Department of Dermatology, Osaka City University Graduate School of Medicine, Osaka, Japan.
Case Rep Dermatol. 2021 Sep 20;13(3):464-469. doi: 10.1159/000519022. eCollection 2021 Sep-Dec.
Rarely, patients with systemic lupus erythematosus (SLE) develop bullous eruptions, a disease called bullous SLE in a narrow sense that has autoantibodies against type VII collagen. We describe an unusual case in which a patient with SLE developed extensive bullae on her lower extremities. Histologically, the bullous lesions were suggestive of leukocytoclastic vasculitis with deposition of C3 within blood vessel walls. Immunoblot analyses and enzyme-linked immunosorbent assays were negative for anti-type VII collagen antibodies. We initially considered bullous SLE, but eventually made a diagnosis of secondary vasculitis in SLE. The oral prednisolone dose was increased, and the vesiculobullous lesions resolved. The clinical presentations of cutaneous vasculitis in SLE include palpable purpura, petechiae, papulonodular lesions, and livedo reticularis. Bullous lesions seem to be uncommon. Physicians need to be aware that extensive bullae can occur as a result of secondary vasculitis in SLE, even if the patient does not exhibit high disease activity.
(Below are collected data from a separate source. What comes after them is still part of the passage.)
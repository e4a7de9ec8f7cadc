//! Prefixed attribute bindings and interpolated text.

use crate::context::Context;
use crate::dom::{Document, Event, NodeId};
use crate::expression::{CompiledExpression, CompiledTemplate};
use crate::filters::text_of;
use crate::plan::Binding;
use crate::wrap::NodeWrap;
use sprig_reactive::{Function, ObjectRef, Scope, Value};
use std::cell::Cell;
use std::rc::Rc;

/// `@event="statements"`
pub(crate) fn bind_events(ctx: &Rc<Context>, node: NodeId, wrap: &Rc<NodeWrap>, events: &[Binding]) {
    for binding in events {
        let compiled = ctx.compiler.statements(&binding.source);
        let this = ctx.weak();
        let scope = wrap.scope();
        let (prevent, stop) = (wrap.prevents_all(), wrap.stops_all());

        ctx.document
            .add_event_listener(node, &binding.name, move |event: &mut Event| {
                let Some(ctx) = this.upgrade() else {
                    return;
                };
                run_handler(&ctx, &compiled, &scope, event);
                if prevent {
                    event.prevent_default();
                }
                if stop {
                    event.stop_propagation();
                }
            });
    }
}

/// Run handler statements in a child scope exposing `$event`
pub(crate) fn run_handler(ctx: &Context, compiled: &CompiledExpression, scope: &Scope, event: &mut Event) {
    let prevented = Rc::new(Cell::new(false));
    let stopped = Rc::new(Cell::new(false));
    let object = event_object(&ctx.document, event, prevented.clone(), stopped.clone());
    let handler_scope = scope.child([("$event".to_string(), Value::Object(object))]);

    ctx.reactor
        .untracked(|| ctx.compiler.evaluate(compiled, &handler_scope));

    if prevented.get() {
        event.prevent_default();
    }
    if stopped.get() {
        event.stop_propagation();
    }
}

fn event_object(
    document: &Document,
    event: &Event,
    prevented: Rc<Cell<bool>>,
    stopped: Rc<Cell<bool>>,
) -> ObjectRef {
    let target = event.target;
    [
        ("type".to_string(), Value::from(event.kind.as_str())),
        ("value".to_string(), Value::from(document.value(target))),
        ("checked".to_string(), Value::Bool(document.checked(target))),
        ("detail".to_string(), event.detail.clone()),
        (
            "preventDefault".to_string(),
            Value::Function(Function::new(move |_| {
                prevented.set(true);
                Value::Undefined
            })),
        ),
        (
            "stopPropagation".to_string(),
            Value::Function(Function::new(move |_| {
                stopped.set(true);
                Value::Undefined
            })),
        ),
    ]
    .into_iter()
    .collect()
}

/// `$attr="expr"`: `false` and nullish remove the attribute, `true` sets it empty
pub(crate) fn bind_attributes(ctx: &Rc<Context>, node: NodeId, wrap: &Rc<NodeWrap>, bindings: &[Binding]) {
    for binding in bindings {
        let compiled = ctx.compiler.interpolation(&binding.source);
        let document = ctx.document.clone();
        let name = binding.name.clone();
        ctx.watch_expression(wrap, &format!("${}", binding.name), compiled, move |value, _| {
            apply_attribute(&document, node, &name, &value)
        });
    }
}

pub(crate) fn apply_attribute(document: &Document, node: NodeId, name: &str, value: &Value) {
    match value {
        Value::Bool(false) | Value::Undefined | Value::Null => document.remove_attribute(node, name),
        Value::Bool(true) => document.set_attribute(node, name, ""),
        other => document.set_attribute(node, name, &other.to_string()),
    }
    match name {
        "value" => document.set_value(node, &text_of(value)),
        "checked" => document.set_checked(node, value.is_truthy()),
        _ => {}
    }
}

/// `!property="expr"`
pub(crate) fn bind_styles(ctx: &Rc<Context>, node: NodeId, wrap: &Rc<NodeWrap>, bindings: &[Binding]) {
    for binding in bindings {
        let compiled = ctx.compiler.interpolation(&binding.source);
        let document = ctx.document.clone();
        let property = binding.name.clone();
        ctx.watch_expression(wrap, &format!("!{}", binding.name), compiled, move |value, _| {
            let text = text_of(&value);
            if text.is_empty() || value == Value::Bool(false) {
                document.remove_style(node, &property);
            } else {
                document.set_style(node, &property, &text);
            }
        });
    }
}

/// `.class="expr"`
pub(crate) fn bind_classes(ctx: &Rc<Context>, node: NodeId, wrap: &Rc<NodeWrap>, bindings: &[Binding]) {
    for binding in bindings {
        let compiled = ctx.compiler.interpolation(&binding.source);
        let document = ctx.document.clone();
        let class = binding.name.clone();
        ctx.watch_expression(wrap, &format!(".{}", binding.name), compiled, move |value, _| {
            document.toggle_class(node, &class, value.is_truthy())
        });
    }
}

/// Plain attributes with `{{ }}` segments
pub(crate) fn bind_templates(ctx: &Rc<Context>, node: NodeId, wrap: &Rc<NodeWrap>, bindings: &[Binding]) {
    for binding in bindings {
        let compiled = ctx.compiler.expression(&binding.source);
        let document = ctx.document.clone();
        let name = binding.name.clone();
        watch_template(ctx, wrap, &binding.name, compiled, move |text| {
            document.set_attribute(node, &name, &text);
            if name == "value" {
                document.set_value(node, &text);
            }
        });
    }
}

/// Interpolated text node
pub(crate) fn bind_text(ctx: &Rc<Context>, node: NodeId, wrap: &Rc<NodeWrap>, compiled: Rc<CompiledTemplate>) {
    let document = ctx.document.clone();
    watch_template(ctx, wrap, "text", compiled, move |text| {
        document.set_data(node, &text)
    });
}

fn watch_template(
    ctx: &Rc<Context>,
    wrap: &NodeWrap,
    key: &str,
    compiled: Rc<CompiledTemplate>,
    apply: impl Fn(String) + 'static,
) {
    let this = ctx.weak();
    let scope = wrap.scope();
    ctx.watch(
        wrap,
        key,
        move || match this.upgrade() {
            Some(ctx) => ctx.compiler.render(&compiled, &scope),
            None => Value::Null,
        },
        move |value, _| apply(text_of(&value)),
    );
}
系统性红斑狼疮(SLE)患者很少出现大疱性皮疹,狭义上这种疾病称为大疱性SLE,存在抗VII型胶原蛋白自身抗体。我们描述了1例不寻常病例,1名SLE患者双下肢出现广泛大疱。组织学上,大疱性病变提示白细胞破碎性血管炎,血管壁内有C3沉积。免疫印迹分析和酶联免疫吸附测定抗VII型胶原蛋白抗体均为阴性。我们最初考虑为大疱性SLE,但最终诊断为SLE继发性血管炎。口服泼尼松龙剂量增加,水疱大疱性病变消退。SLE皮肤血管炎的临床表现包括可触及的紫癜、瘀点、丘疹结节性病变和网状青斑。大疱性病变似乎并不常见。医生需要意识到,即使患者没有表现出高疾病活动度,SLE继发性血管炎也可能导致广泛大疱。